Common Misconceptions and Misinformation About Endometriosis

There’s a lot of Misinformation and Misconceptions about Endometriosis. Did you know 1 in 10 women live with this aching condition?As a loved one or sufferer of the disease, there are things you need to know.One day is not similar the other. We might feel great one day and completely rundown the next day. Unfortunately, it’s totally out of our control.We don’t like disappointing you. Most of us feel terrible if we have to cancel plans due to this chronic illness. Please don’t take it personally. We still like you.

Don’t tell us to get a hysterectomy. How would you feel if we told you to go yank out “personal or private influence”  your baby maker without any regard for what that might mean for your future? That is a HUGE decision and does NOT cure the disease. Frankly, it’s a bit offensive.

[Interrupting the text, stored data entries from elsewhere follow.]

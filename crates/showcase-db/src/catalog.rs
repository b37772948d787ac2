//! Access to the portal's own tables: packages, organizations and users.
//!
//! The portal owns this schema; `install_portal_schema` only exists so a
//! standalone database (and the test suite) has something to hang the showcase
//! tables off.

use chrono::{DateTime, Utc};
use rusqlite::{Connection, OptionalExtension, Row, params};
use serde::{Deserialize, Serialize};
use showcase_common::{Error, Result};
use tracing::debug;

use crate::migrations::SetupReport;
use crate::store::{self, ShowcaseStore};

pub const DATASET_TYPE: &str = "dataset";
pub const SHOWCASE_TYPE: &str = "showcase";

pub const STATE_ACTIVE: &str = "active";
pub const STATE_DELETED: &str = "deleted";

const PORTAL_SCHEMA_SQL: &str = "CREATE TABLE IF NOT EXISTS \"user\" (
        id TEXT PRIMARY KEY,
        name TEXT NOT NULL UNIQUE,
        state TEXT NOT NULL DEFAULT 'active',
        sysadmin INTEGER NOT NULL DEFAULT 0
    );

    CREATE TABLE IF NOT EXISTS \"group\" (
        id TEXT PRIMARY KEY,
        name TEXT NOT NULL UNIQUE,
        title TEXT,
        is_organization INTEGER NOT NULL DEFAULT 1,
        state TEXT NOT NULL DEFAULT 'active'
    );

    CREATE TABLE IF NOT EXISTS package (
        id TEXT PRIMARY KEY,
        name TEXT NOT NULL UNIQUE,
        title TEXT NOT NULL DEFAULT '',
        type TEXT NOT NULL DEFAULT 'dataset',
        state TEXT NOT NULL DEFAULT 'active',
        private INTEGER NOT NULL DEFAULT 0,
        owner_org TEXT,
        author TEXT,
        author_email TEXT,
        notes TEXT,
        url TEXT,
        creator_user_id TEXT,
        metadata_created TEXT NOT NULL,
        metadata_modified TEXT NOT NULL
    );

    CREATE INDEX IF NOT EXISTS idx_package_type ON package(type, state);

    CREATE TABLE IF NOT EXISTS package_extra (
        package_id TEXT NOT NULL REFERENCES package(id) ON DELETE CASCADE,
        key TEXT NOT NULL,
        value TEXT NOT NULL,
        PRIMARY KEY (package_id, key)
    );

    CREATE TABLE IF NOT EXISTS package_tag (
        package_id TEXT NOT NULL REFERENCES package(id) ON DELETE CASCADE,
        name TEXT NOT NULL,
        PRIMARY KEY (package_id, name)
    );";

const PACKAGE_COLUMNS: &str = "id, name, title, type, state, private, owner_org, author, \
    author_email, notes, url, creator_user_id, metadata_created, metadata_modified";

/// Create the minimal portal tables if they are missing.
pub fn install_portal_schema(conn: &Connection) -> Result<()> {
    conn.execute_batch(PORTAL_SCHEMA_SQL)
        .map_err(|e| Error::Database(format!("failed to install portal schema: {e}")))?;
    debug!("portal schema installed");
    Ok(())
}

/// A package as the portal's `package_show` would return it.
#[derive(Debug, Clone, PartialEq, Serialize, Deserialize)]
pub struct PackageRecord {
    pub id: String,
    pub name: String,
    pub title: String,
    #[serde(rename = "type")]
    pub package_type: String,
    pub state: String,
    pub private: bool,
    pub owner_org: Option<String>,
    pub author: Option<String>,
    pub author_email: Option<String>,
    pub notes: Option<String>,
    pub url: Option<String>,
    pub creator_user_id: Option<String>,
    pub metadata_created: DateTime<Utc>,
    pub metadata_modified: DateTime<Utc>,
    pub extras: Vec<PackageExtra>,
    pub tags: Vec<PackageTag>,
    pub num_tags: usize,
}

impl PackageRecord {
    /// A blank active package of the given type, timestamped now.
    pub fn new(id: impl Into<String>, name: impl Into<String>, package_type: &str) -> Self {
        let name = name.into();
        let now = Utc::now();
        Self {
            id: id.into(),
            title: name.clone(),
            name,
            package_type: package_type.to_string(),
            state: STATE_ACTIVE.to_string(),
            private: false,
            owner_org: None,
            author: None,
            author_email: None,
            notes: None,
            url: None,
            creator_user_id: None,
            metadata_created: now,
            metadata_modified: now,
            extras: Vec::new(),
            tags: Vec::new(),
            num_tags: 0,
        }
    }

    pub fn extra(&self, key: &str) -> Option<&str> {
        self.extras
            .iter()
            .find(|e| e.key == key)
            .map(|e| e.value.as_str())
    }

    /// Insert or replace an extra.
    pub fn set_extra(&mut self, key: &str, value: impl Into<String>) {
        let value = value.into();
        match self.extras.iter_mut().find(|e| e.key == key) {
            Some(extra) => extra.value = value,
            None => self.extras.push(PackageExtra {
                key: key.to_string(),
                value,
            }),
        }
    }

    pub fn remove_extra(&mut self, key: &str) -> Option<String> {
        let idx = self.extras.iter().position(|e| e.key == key)?;
        Some(self.extras.remove(idx).value)
    }

    pub fn is_active(&self) -> bool {
        self.state == STATE_ACTIVE
    }
}

#[derive(Debug, Clone, PartialEq, Eq, Serialize, Deserialize)]
pub struct PackageExtra {
    pub key: String,
    pub value: String,
}

#[derive(Debug, Clone, PartialEq, Eq, Serialize, Deserialize)]
pub struct PackageTag {
    pub name: String,
}

#[derive(Debug, Clone, PartialEq, Eq, Serialize, Deserialize)]
pub struct UserRecord {
    pub id: String,
    pub name: String,
    pub state: String,
    pub sysadmin: bool,
}

#[derive(Debug, Clone, PartialEq, Eq, Serialize, Deserialize)]
pub struct GroupRecord {
    pub id: String,
    pub name: String,
    pub title: Option<String>,
    pub is_organization: bool,
    pub state: String,
}

impl ShowcaseStore {
    /// Install the portal tables, then bootstrap the showcase tables on top.
    pub fn install_portal_schema(&self) -> Result<SetupReport> {
        {
            let conn = self.connection()?;
            install_portal_schema(&conn)?;
        }
        self.setup()
    }

    pub fn insert_package(&self, package: &PackageRecord) -> Result<()> {
        let mut conn = self.connection()?;
        let tx = conn
            .transaction()
            .map_err(|e| Error::Database(format!("failed to begin transaction: {e}")))?;
        insert_package_row(&tx, package)?;
        tx.commit()
            .map_err(|e| Error::Database(format!("failed to commit package insert: {e}")))?;
        Ok(())
    }

    /// Insert a showcase package and its display position in one transaction.
    /// Returns the position it was given.
    pub fn insert_showcase(&self, package: &PackageRecord) -> Result<i64> {
        let mut conn = self.connection()?;
        let tx = conn
            .transaction()
            .map_err(|e| Error::Database(format!("failed to begin transaction: {e}")))?;
        insert_package_row(&tx, package)?;
        let position = store::append_position(&tx, &package.id)?;
        tx.commit()
            .map_err(|e| Error::Database(format!("failed to commit showcase insert: {e}")))?;
        Ok(position)
    }

    /// Replace every stored field of an existing package, bumping
    /// `metadata_modified`.
    pub fn update_package(&self, package: &PackageRecord) -> Result<()> {
        let mut conn = self.connection()?;
        let tx = conn
            .transaction()
            .map_err(|e| Error::Database(format!("failed to begin transaction: {e}")))?;
        let changed = tx
            .execute(
                "UPDATE package SET name = ?2, title = ?3, type = ?4, state = ?5, private = ?6,
                    owner_org = ?7, author = ?8, author_email = ?9, notes = ?10, url = ?11,
                    metadata_modified = ?12
                 WHERE id = ?1",
                params![
                    package.id,
                    package.name,
                    package.title,
                    package.package_type,
                    package.state,
                    package.private,
                    package.owner_org,
                    package.author,
                    package.author_email,
                    package.notes,
                    package.url,
                    Utc::now().to_rfc3339(),
                ],
            )
            .map_err(|e| Error::Database(format!("failed to update package: {e}")))?;
        if changed == 0 {
            return Err(Error::NotFound(format!("package {}", package.id)));
        }

        tx.execute(
            "DELETE FROM package_extra WHERE package_id = ?1",
            params![package.id],
        )
        .map_err(|e| Error::Database(format!("failed to clear package extras: {e}")))?;
        tx.execute(
            "DELETE FROM package_tag WHERE package_id = ?1",
            params![package.id],
        )
        .map_err(|e| Error::Database(format!("failed to clear package tags: {e}")))?;
        write_extras_and_tags(&tx, package)?;

        tx.commit()
            .map_err(|e| Error::Database(format!("failed to commit package update: {e}")))?;
        Ok(())
    }

    pub fn get_package(&self, id: &str) -> Result<Option<PackageRecord>> {
        let conn = self.connection()?;
        let sql = format!("SELECT {PACKAGE_COLUMNS} FROM package WHERE id = ?1");
        let package = conn
            .query_row(&sql, params![id], package_from_row)
            .optional()
            .map_err(|e| Error::Database(format!("failed to load package: {e}")))?;
        package.map(|p| load_extras_and_tags(&conn, p)).transpose()
    }

    /// Look a package up by id, falling back to its name.
    pub fn find_package(&self, name_or_id: &str) -> Result<Option<PackageRecord>> {
        let conn = self.connection()?;
        let sql = format!(
            "SELECT {PACKAGE_COLUMNS} FROM package WHERE id = ?1 OR name = ?1
             ORDER BY (id = ?1) DESC LIMIT 1"
        );
        let package = conn
            .query_row(&sql, params![name_or_id], package_from_row)
            .optional()
            .map_err(|e| Error::Database(format!("failed to find package: {e}")))?;
        package.map(|p| load_extras_and_tags(&conn, p)).transpose()
    }

    pub fn set_package_state(&self, id: &str, state: &str) -> Result<()> {
        let conn = self.connection()?;
        conn.execute(
            "UPDATE package SET state = ?2, metadata_modified = ?3 WHERE id = ?1",
            params![id, state, Utc::now().to_rfc3339()],
        )
        .map_err(|e| Error::Database(format!("failed to set package state: {e}")))?;
        Ok(())
    }

    /// Hard-delete a package. Foreign keys take its showcase rows with it.
    pub fn purge_package(&self, id: &str) -> Result<bool> {
        let conn = self.connection()?;
        let removed = conn
            .execute("DELETE FROM package WHERE id = ?1", params![id])
            .map_err(|e| Error::Database(format!("failed to purge package: {e}")))?;
        Ok(removed > 0)
    }

    pub fn list_packages_by_type(
        &self,
        package_type: &str,
        state: &str,
    ) -> Result<Vec<PackageRecord>> {
        let conn = self.connection()?;
        let sql = format!(
            "SELECT {PACKAGE_COLUMNS} FROM package WHERE type = ?1 AND state = ?2 ORDER BY name"
        );
        let mut stmt = conn
            .prepare(&sql)
            .map_err(|e| Error::Database(format!("failed to prepare query: {e}")))?;
        let rows = stmt
            .query_map(params![package_type, state], package_from_row)
            .map_err(|e| Error::Database(format!("failed to query packages: {e}")))?;

        let mut packages = Vec::new();
        for row in rows {
            let package =
                row.map_err(|e| Error::Database(format!("failed to read package row: {e}")))?;
            packages.push(load_extras_and_tags(&conn, package)?);
        }
        Ok(packages)
    }

    pub fn package_name_taken(&self, name: &str, except_id: Option<&str>) -> Result<bool> {
        let conn = self.connection()?;
        conn.query_row(
            "SELECT count(*) > 0 FROM package WHERE name = ?1 AND (?2 IS NULL OR id != ?2)",
            params![name, except_id],
            |row| row.get(0),
        )
        .map_err(|e| Error::Database(format!("failed to check package name: {e}")))
    }

    pub fn insert_user(&self, user: &UserRecord) -> Result<()> {
        let conn = self.connection()?;
        conn.execute(
            "INSERT INTO \"user\" (id, name, state, sysadmin) VALUES (?1, ?2, ?3, ?4)",
            params![user.id, user.name, user.state, user.sysadmin],
        )
        .map_err(|e| Error::Database(format!("failed to insert user: {e}")))?;
        Ok(())
    }

    pub fn find_user(&self, name_or_id: &str) -> Result<Option<UserRecord>> {
        let conn = self.connection()?;
        conn.query_row(
            "SELECT id, name, state, sysadmin FROM \"user\" WHERE id = ?1 OR name = ?1
             ORDER BY (id = ?1) DESC LIMIT 1",
            params![name_or_id],
            user_from_row,
        )
        .optional()
        .map_err(|e| Error::Database(format!("failed to find user: {e}")))
    }

    /// Active users among `ids`, ordered by name.
    pub fn active_users_by_ids(&self, ids: &[String]) -> Result<Vec<UserRecord>> {
        let conn = self.connection()?;
        let mut stmt = conn
            .prepare("SELECT id, name, state, sysadmin FROM \"user\" WHERE id = ?1 AND state = 'active'")
            .map_err(|e| Error::Database(format!("failed to prepare user query: {e}")))?;

        let mut users = Vec::new();
        for id in ids {
            let user = stmt
                .query_row(params![id], user_from_row)
                .optional()
                .map_err(|e| Error::Database(format!("failed to load user: {e}")))?;
            users.extend(user);
        }
        users.sort_by(|a, b| a.name.cmp(&b.name));
        Ok(users)
    }

    pub fn insert_group(&self, group: &GroupRecord) -> Result<()> {
        let conn = self.connection()?;
        conn.execute(
            "INSERT INTO \"group\" (id, name, title, is_organization, state)
             VALUES (?1, ?2, ?3, ?4, ?5)",
            params![
                group.id,
                group.name,
                group.title,
                group.is_organization,
                group.state
            ],
        )
        .map_err(|e| Error::Database(format!("failed to insert group: {e}")))?;
        Ok(())
    }

    pub fn find_group(&self, name_or_id: &str) -> Result<Option<GroupRecord>> {
        let conn = self.connection()?;
        conn.query_row(
            "SELECT id, name, title, is_organization, state FROM \"group\"
             WHERE id = ?1 OR name = ?1
             ORDER BY (id = ?1) DESC LIMIT 1",
            params![name_or_id],
            |row| {
                Ok(GroupRecord {
                    id: row.get(0)?,
                    name: row.get(1)?,
                    title: row.get(2)?,
                    is_organization: row.get(3)?,
                    state: row.get(4)?,
                })
            },
        )
        .optional()
        .map_err(|e| Error::Database(format!("failed to find group: {e}")))
    }
}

We aren’t faking it or seeking attention. You may have seen us wince in pain or double over at any given moment. I don’t expect everyone to understand, but this is a real disease with real pain. Fact.Listening and educating yourselves means the world to us. I had a friend that spent a whole night reading about  Endometriosis and then asked me questions the next day. Honestly, it was so touching that she wanted to understand.We are not lazy. I might spend more time resting than the average person, but that doesn’t mean I am lazy. Our illness is chronic, which means we fight all day, every day without a break. It is in our best interest to rest as much as possible.

We have special diets that help us feel better. Although it’s not always convenient, eating gluten free or dairy free or soy free really does help to lessen our symptoms.Ask us how we are doing. I love it when my besties check in on me or when my sister calls to see how I am feeling. It helps us feel like we aren’t fighting this alone.